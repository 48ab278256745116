//! S3-compatible backend.
//!
//! Works against AWS S3 and any compatible server (MinIO, R2, B2). A custom
//! endpoint switches the client to path-style addressing.

use super::{CannedAcl, ObjectHead, ObjectStore, ObjectStream, PutObject, StoreError, StoreResult};
use crate::config::StoreConfig;
use async_trait::async_trait;
use aws_config::Region;
use aws_sdk_s3::{
    Client,
    config::{Credentials, SharedCredentialsProvider, http::HttpResponse, retry::RetryConfig},
    error::{DisplayErrorContext, ProvideErrorMetadata, SdkError},
    operation::create_bucket::CreateBucketError,
    presigning::PresigningConfig,
    primitives::ByteStream,
    types::{BucketLocationConstraint, CreateBucketConfiguration, ObjectCannedAcl},
};
use chrono::{DateTime, Utc};
use futures::StreamExt;
use std::time::Duration;
use tokio_util::io::ReaderStream;
use tracing::info;

/// Region that must not be sent as a location constraint.
const DEFAULT_REGION: &str = "us-east-1";

/// Object store backed by an `aws-sdk-s3` client bound to one bucket.
///
/// The client is cheap to clone and holds no per-request state.
#[derive(Clone)]
pub struct S3ObjectStore {
    client: Client,
    bucket: String,
    region: String,
}

impl S3ObjectStore {
    pub fn new(config: &StoreConfig) -> Self {
        let credentials = Credentials::new(
            config.access_key.clone(),
            config.secret_key.clone(),
            None,
            None,
            "file-gateway",
        );

        let mut builder = aws_sdk_s3::Config::builder()
            .region(Region::new(config.region.clone()))
            .credentials_provider(SharedCredentialsProvider::new(credentials))
            .retry_config(RetryConfig::standard().with_max_attempts(config.max_attempts));

        if let Some(endpoint) = &config.endpoint {
            builder = builder.endpoint_url(endpoint).force_path_style(true);
        }

        let client = Client::from_conf(builder.build());

        info!(
            bucket = %config.bucket,
            endpoint = ?config.endpoint,
            region = %config.region,
            "S3 client initialized"
        );

        Self {
            client,
            bucket: config.bucket.clone(),
            region: config.region.clone(),
        }
    }
}

/// Map an SDK failure onto the not-found / backend split.
fn classify<E>(err: SdkError<E, HttpResponse>) -> StoreError
where
    E: ProvideErrorMetadata + std::error::Error + 'static,
{
    let status = err.raw_response().map(|resp| resp.status().as_u16());
    let code = err.code().map(str::to_owned);
    let message = err.message().unwrap_or_default().to_owned();
    StoreError::classify(
        code.as_deref(),
        status,
        &message,
        DisplayErrorContext(&err).to_string(),
    )
}

/// A missing bucket is an answer to "does it exist", not a failure.
fn missing_bucket(err: StoreError) -> StoreResult<bool> {
    match err {
        StoreError::NotFound => Ok(false),
        other => Err(other),
    }
}

fn bucket_already_present(err: &CreateBucketError) -> bool {
    err.is_bucket_already_owned_by_you() || err.is_bucket_already_exists()
}

fn to_chrono(value: &aws_smithy_types::DateTime) -> Option<DateTime<Utc>> {
    DateTime::from_timestamp(value.secs(), value.subsec_nanos())
}

#[async_trait]
impl ObjectStore for S3ObjectStore {
    fn bucket(&self) -> &str {
        &self.bucket
    }

    async fn bucket_exists(&self) -> StoreResult<bool> {
        match self.client.head_bucket().bucket(&self.bucket).send().await {
            Ok(_) => Ok(true),
            Err(err) => missing_bucket(classify(err)),
        }
    }

    async fn create_bucket(&self) -> StoreResult<()> {
        let mut request = self.client.create_bucket().bucket(&self.bucket);
        if !self.region.eq_ignore_ascii_case(DEFAULT_REGION) {
            request = request.create_bucket_configuration(
                CreateBucketConfiguration::builder()
                    .location_constraint(BucketLocationConstraint::from(self.region.as_str()))
                    .build(),
            );
        }

        match request.send().await {
            Ok(_) => Ok(()),
            Err(err) if err.as_service_error().is_some_and(bucket_already_present) => Ok(()),
            Err(err) => Err(StoreError::Backend(DisplayErrorContext(&err).to_string())),
        }
    }

    async fn put_object(&self, object: PutObject) -> StoreResult<()> {
        let acl = match object.acl {
            CannedAcl::Private => ObjectCannedAcl::Private,
        };
        let length = object.body.len() as i64;

        self.client
            .put_object()
            .bucket(&self.bucket)
            .key(&object.key)
            .body(ByteStream::from(object.body))
            .content_length(length)
            .content_type(object.content_type)
            .content_md5(object.content_md5)
            .set_metadata(Some(object.metadata))
            .acl(acl)
            .send()
            .await
            .map_err(classify)?;

        Ok(())
    }

    async fn head_object(&self, key: &str) -> StoreResult<ObjectHead> {
        let output = self
            .client
            .head_object()
            .bucket(&self.bucket)
            .key(key)
            .send()
            .await
            .map_err(classify)?;

        Ok(ObjectHead {
            content_type: output.content_type().map(str::to_owned),
            content_length: output.content_length().unwrap_or(0).max(0) as u64,
            etag: output.e_tag().map(|tag| tag.trim_matches('"').to_owned()),
            last_modified: output.last_modified().and_then(to_chrono),
            metadata: output.metadata().cloned().unwrap_or_default(),
        })
    }

    async fn get_object(&self, key: &str) -> StoreResult<ObjectStream> {
        let output = self
            .client
            .get_object()
            .bucket(&self.bucket)
            .key(key)
            .send()
            .await
            .map_err(classify)?;

        Ok(ReaderStream::new(output.body.into_async_read()).boxed())
    }

    async fn presign_get(&self, key: &str, expires_in: Duration) -> StoreResult<String> {
        let presign_config = PresigningConfig::expires_in(expires_in)
            .map_err(|e| StoreError::Backend(e.to_string()))?;

        let presigned = self
            .client
            .get_object()
            .bucket(&self.bucket)
            .key(key)
            .presigned(presign_config)
            .await
            .map_err(classify)?;

        Ok(presigned.uri().to_string())
    }
}

#[cfg(test)]
mod tests {
    use super::*;
    use aws_sdk_s3::{
        error::ErrorMetadata,
        operation::{get_object::GetObjectError, head_bucket::HeadBucketError},
        types::error::{BucketAlreadyExists, BucketAlreadyOwnedByYou, NotFound},
    };
    use aws_smithy_types::body::SdkBody;
    use axum::{
        Router,
        extract::Path,
        http::{HeaderMap, StatusCode, header},
        response::{IntoResponse, Response},
        routing::{get, head},
    };
    use base64::{Engine as _, engine::general_purpose};
    use bytes::Bytes;
    use futures::TryStreamExt;
    use tokio::net::TcpListener;

    fn raw(status: u16) -> HttpResponse {
        HttpResponse::new(status.try_into().unwrap(), SdkBody::empty())
    }

    fn s3_error(status: StatusCode, code: &str) -> Response {
        let body = format!(
            "<?xml version=\"1.0\" encoding=\"UTF-8\"?>\n<Error><Code>{code}</Code><Message>{code}</Message><RequestId>req-1</RequestId></Error>"
        );
        (status, [(header::CONTENT_TYPE, "application/xml")], body).into_response()
    }

    async fn head_bucket_route(Path(bucket): Path<String>) -> StatusCode {
        if bucket == "present" {
            StatusCode::OK
        } else {
            StatusCode::NOT_FOUND
        }
    }

    async fn create_bucket_route(Path(bucket): Path<String>) -> Response {
        match bucket.as_str() {
            "owned" => s3_error(StatusCode::CONFLICT, "BucketAlreadyOwnedByYou"),
            "taken" => s3_error(StatusCode::CONFLICT, "BucketAlreadyExists"),
            "denied" => s3_error(StatusCode::FORBIDDEN, "AccessDenied"),
            _ => StatusCode::OK.into_response(),
        }
    }

    async fn put_object_route(headers: HeaderMap) -> Response {
        let required = ["content-md5", "x-amz-meta-original-name", "x-amz-acl"];
        if required.iter().all(|name| headers.contains_key(*name))
            && headers["x-amz-acl"] == "private"
        {
            (StatusCode::OK, [(header::ETAG, "\"abc\"")]).into_response()
        } else {
            s3_error(StatusCode::BAD_REQUEST, "InvalidRequest")
        }
    }

    async fn head_object_route(Path((_, key)): Path<(String, String)>) -> Response {
        if key != "k.png" {
            return StatusCode::NOT_FOUND.into_response();
        }
        (
            StatusCode::OK,
            [
                (header::CONTENT_TYPE, "image/png"),
                (header::ETAG, "\"abc\""),
                (header::LAST_MODIFIED, "Tue, 14 Nov 2023 22:13:20 GMT"),
            ],
            [("x-amz-meta-original-name", "caf%C3%A9.png")],
        )
            .into_response()
    }

    async fn get_object_route(Path((_, key)): Path<(String, String)>) -> Response {
        if key != "k.png" {
            return s3_error(StatusCode::NOT_FOUND, "NoSuchKey");
        }
        (StatusCode::OK, [(header::CONTENT_TYPE, "image/png")], "hello gateway").into_response()
    }

    /// Minimal path-style S3 endpoint on a random local port.
    async fn fake_s3() -> String {
        let app = Router::new()
            .route("/{bucket}", head(head_bucket_route).put(create_bucket_route))
            .route("/{bucket}/", head(head_bucket_route).put(create_bucket_route))
            .route(
                "/{bucket}/{key}",
                get(get_object_route)
                    .head(head_object_route)
                    .put(put_object_route),
            );
        let listener = TcpListener::bind("127.0.0.1:0").await.unwrap();
        let addr = listener.local_addr().unwrap();
        tokio::spawn(async move { axum::serve(listener, app).await.unwrap() });
        format!("http://{addr}")
    }

    fn store(endpoint: &str, bucket: &str) -> S3ObjectStore {
        S3ObjectStore::new(&StoreConfig {
            bucket: bucket.into(),
            endpoint: Some(endpoint.into()),
            region: "us-east-1".into(),
            access_key: "test-access".into(),
            secret_key: "test-secret".into(),
            max_attempts: 1,
        })
    }

    #[test]
    fn converts_smithy_timestamps() {
        let ts = aws_smithy_types::DateTime::from_secs_and_nanos(1_700_000_000, 250_000_000);
        let converted = to_chrono(&ts).unwrap();
        assert_eq!(converted.timestamp(), 1_700_000_000);
        assert_eq!(converted.timestamp_subsec_nanos(), 250_000_000);
    }

    #[test]
    fn classifies_sdk_errors() {
        let not_found = SdkError::service_error(
            HeadBucketError::NotFound(NotFound::builder().build()),
            raw(404),
        );
        assert!(matches!(classify(not_found), StoreError::NotFound));

        let no_such_key = SdkError::service_error(
            GetObjectError::generic(ErrorMetadata::builder().code("NoSuchKey").build()),
            raw(500),
        );
        assert!(matches!(classify(no_such_key), StoreError::NotFound));

        let denied = SdkError::service_error(
            GetObjectError::generic(
                ErrorMetadata::builder()
                    .code("AccessDenied")
                    .message("Access Denied")
                    .build(),
            ),
            raw(403),
        );
        assert!(matches!(classify(denied), StoreError::Backend(_)));
    }

    #[test]
    fn existing_bucket_errors_count_as_success() {
        assert!(bucket_already_present(&CreateBucketError::BucketAlreadyOwnedByYou(
            BucketAlreadyOwnedByYou::builder().build()
        )));
        assert!(bucket_already_present(&CreateBucketError::BucketAlreadyExists(
            BucketAlreadyExists::builder().build()
        )));
        assert!(!bucket_already_present(&CreateBucketError::generic(
            ErrorMetadata::builder().code("AccessDenied").build()
        )));
    }

    #[test]
    fn missing_bucket_is_not_an_error() {
        assert!(matches!(missing_bucket(StoreError::NotFound), Ok(false)));
        assert!(missing_bucket(StoreError::Backend("timeout".into())).is_err());
    }

    #[tokio::test]
    async fn head_bucket_reports_presence() {
        let endpoint = fake_s3().await;
        assert!(store(&endpoint, "present").bucket_exists().await.unwrap());
        assert!(!store(&endpoint, "absent").bucket_exists().await.unwrap());
    }

    #[tokio::test]
    async fn create_bucket_tolerates_existing_bucket() {
        let endpoint = fake_s3().await;
        store(&endpoint, "fresh").create_bucket().await.unwrap();
        store(&endpoint, "owned").create_bucket().await.unwrap();
        store(&endpoint, "taken").create_bucket().await.unwrap();

        let err = store(&endpoint, "denied").create_bucket().await.unwrap_err();
        assert!(matches!(err, StoreError::Backend(_)));
    }

    #[tokio::test]
    async fn put_sends_digest_metadata_and_acl() {
        let endpoint = fake_s3().await;
        let body = Bytes::from_static(b"png");
        let object = PutObject {
            key: "k.png".into(),
            content_md5: general_purpose::STANDARD.encode(md5::compute(&body).0),
            body,
            content_type: "image/png".into(),
            metadata: [("original-name".to_string(), "k.png".to_string())].into(),
            acl: CannedAcl::Private,
        };
        store(&endpoint, "present").put_object(object).await.unwrap();
    }

    #[tokio::test]
    async fn head_object_maps_headers() {
        let endpoint = fake_s3().await;
        let store = store(&endpoint, "present");

        let head = store.head_object("k.png").await.unwrap();
        assert_eq!(head.content_type.as_deref(), Some("image/png"));
        assert_eq!(head.etag.as_deref(), Some("abc"));
        assert_eq!(head.last_modified.unwrap().timestamp(), 1_700_000_000);
        assert_eq!(head.metadata["original-name"], "caf%C3%A9.png");

        assert!(matches!(
            store.head_object("missing.png").await,
            Err(StoreError::NotFound)
        ));
    }

    #[tokio::test]
    async fn get_object_streams_body() {
        let endpoint = fake_s3().await;
        let store = store(&endpoint, "present");

        let chunks: Vec<Bytes> = store.get_object("k.png").await.unwrap().try_collect().await.unwrap();
        assert_eq!(chunks.concat(), b"hello gateway");

        assert!(matches!(
            store.get_object("missing.png").await,
            Err(StoreError::NotFound)
        ));
    }

    #[tokio::test]
    async fn presigned_urls_are_path_style_and_expire() {
        let store = store("http://127.0.0.1:9", "present");
        let url = store
            .presign_get("k.png", Duration::from_secs(60))
            .await
            .unwrap();
        assert!(url.starts_with("http://127.0.0.1:9/present/k.png?"));
        assert!(url.contains("X-Amz-Expires=60"));
        assert!(url.contains("X-Amz-Signature="));
    }
}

:::::

Retype, exactly and in full, the lines above from the one containing "use aws_smithy_types::body::SdkBody;" through the one containing "fn raw(status: u16)".

    use aws_smithy_types::body::SdkBody;
    use axum::{
        Router,
        extract::Path,
        http::{HeaderMap, StatusCode, header},
        response::{IntoResponse, Response},
        routing::{get, head},
    };
    use base64::{Engine as _, engine::general_purpose};
    use bytes::Bytes;
    use futures::TryStreamExt;
    use tokio::net::TcpListener;

    fn raw(status: u16) -> HttpResponse {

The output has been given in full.